Professor’s outlook changed by Rwanda

When a friend asked Professor Cynthia Baughman to accompany her on a trip to Rwanda in January this year, she had no idea how much the trip would impact her outlook on life. The first

When a friend asked Professor Cynthia Baughman to accompany her on a trip to Rwanda in January this year, she had no idea how much the trip would impact her outlook on life. The first aspect she commented on was the beauty of the land itself.

“The country is gorgeous, with a lovely climate,” Baughman said. “It’s mountainous, fertile, green and temperate. Swimming in Lake Kivu at sunset is something I’ll always remember. I thought of my friends back here as I watched blizzard reports on international CNN!”

During the year, Baughman is an enthusiastic professor in the Film and Media Arts department in the School of Communications and Theater. It’s not surprising then that the people she encountered in Rwanda found her as warm and jovial as her students back at Temple.

“I was very nervous about going to Rwanda, but I’m so glad I did,” she said. “The people were warm and welcoming. Rwandese were also very surprised and flattered when they found out that their country was the first I’d visited in Africa.”

In the course of her travels, Baughman was fortunate enough to see the famous mountain gorillas that anthropologist Dian Fossey observed for her groundbreaking research.

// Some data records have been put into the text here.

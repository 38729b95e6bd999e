//! Error taxonomy for key/value storage.

use thiserror::Error;

#[derive(Debug, Error, Clone, PartialEq, Eq)]
/// Recoverable failures reported by key/value stores and [`super::PersistedValue`].
pub enum StorageError {
    /// Stored text is not JSON, or does not deserialize into the requested type.
    #[error("stored value for `{key}` could not be parsed: {message}")]
    Parse {
        /// Slot the text was read from.
        key: String,
        /// Deserializer message.
        message: String,
    },
    /// The value could not be encoded as JSON.
    #[error("value for `{key}` could not be serialized: {message}")]
    Serialize {
        /// Slot the value was destined for.
        key: String,
        /// Serializer message.
        message: String,
    },
    /// The backend rejected a write (quota exceeded, security policy, disabled storage).
    #[error("storage rejected write to `{key}`: {message}")]
    Write {
        /// Slot that was being written.
        key: String,
        /// Backend message.
        message: String,
    },
    /// The backend failed to read a slot.
    #[error("storage read of `{key}` failed: {message}")]
    Read {
        /// Slot that was being read.
        key: String,
        /// Backend message.
        message: String,
    },
    /// The facility itself cannot be reached in this environment.
    #[error("storage unavailable: {0}")]
    Unavailable(String),
}

#[derive(Debug, Clone, Copy, PartialEq, Eq)]
/// Coarse classification of a [`StorageError`].
pub enum StorageErrorKind {
    /// Reading or decoding persisted text failed.
    Parse,
    /// Encoding or persisting a value failed.
    Write,
    /// The facility is not reachable.
    Access,
}

impl StorageError {
    /// Builds a [`StorageError::Parse`] for `key`.
    pub fn parse(key: &str, message: impl ToString) -> Self {
        Self::Parse {
            key: key.to_string(),
            message: message.to_string(),
        }
    }

    /// Builds a [`StorageError::Serialize`] for `key`.
    pub fn serialize(key: &str, message: impl ToString) -> Self {
        Self::Serialize {
            key: key.to_string(),
            message: message.to_string(),
        }
    }

    /// Builds a [`StorageError::Write`] for `key`.
    pub fn write(key: &str, message: impl ToString) -> Self {
        Self::Write {
            key: key.to_string(),
            message: message.to_string(),
        }
    }

    /// Builds a [`StorageError::Read`] for `key`.
    pub fn read(key: &str, message: impl ToString) -> Self {
        Self::Read {
            key: key.to_string(),
            message: message.to_string(),
        }
    }

    /// Returns the coarse error class.
    ///
    /// Store read failures count as parse-side errors: both mean the persisted value could not
    /// be used and the initial value was taken instead.
    pub fn kind(&self) -> StorageErrorKind {
        match self {
            Self::Parse { .. } | Self::Read { .. } => StorageErrorKind::Parse,
            Self::Serialize { .. } | Self::Write { .. } => StorageErrorKind::Write,
            Self::Unavailable(_) => StorageErrorKind::Access,
        }
    }

    /// Slot the error relates to, if any.
    pub fn key(&self) -> Option<&str> {
        match self {
            Self::Parse { key, .. }
            | Self::Serialize { key, .. }
            | Self::Write { key, .. }
            | Self::Read { key, .. } => Some(key),
            Self::Unavailable(_) => None,
        }
    }
}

“[T]he gorilla families she studied are carefully protected in the Virunga Mountains in Northern Rwanda. Only 30 visitors a day are allowed, and are allocated in groups of about five to different gorilla families.”

Despite the necessary restrictions, Baughman remembers the experience fondly.

“We hiked through the jungle to see a small gorilla family. We could only stay with them for an hour, but it was really unforgettable. The group had a three-month old baby that was adorable.”

As her trip continued, Baughman encountered the dark history of Rwanda. She saw the Genocide Museum in Kigali, an experience she described as “powerful.” She also visited the Kicukiro Secondary School, also located in Kigali. It was a humbling experience to see men and women work so hard to rebuild the site of one of the most notorious attacks that occurred during the Rwandan Genocide.

Before the Kicukiro Secondary School was built, the land it rests on today was the location of the Dom Bosco School, which housed refugees of the genocide, under the protection of French troops. On April 7, 1994, almost 2,000 Rwandans were killed at the site when Belgian soldiers pulled out of the area, leaving the men, women and children vulnerable to attack.

After seeing the poor conditions under which students were learning, Baughman and her husband, Jim Mickle, opted to help raise money for the school. They partnered with The Shenkel United Church of Christ, in Pottstown, PA, which established the Rwanda School Fund.

“This is a very gratifying project, which I hope to be involved with for many years,” Baughman said.

Despite the country’s tragic past, Baughman is optimistic about Rwanda’s future.

“The Rwandese people are determined to move their country forward,” she said. “They have a terrific President, Paul Kagame, who shows what a difference a leader dedicated to peace and prosperity can make to his country. He will not tolerate reprisals for the genocide, and though physical reminders of the genocide are everywhere, you do not see hostility and violence.”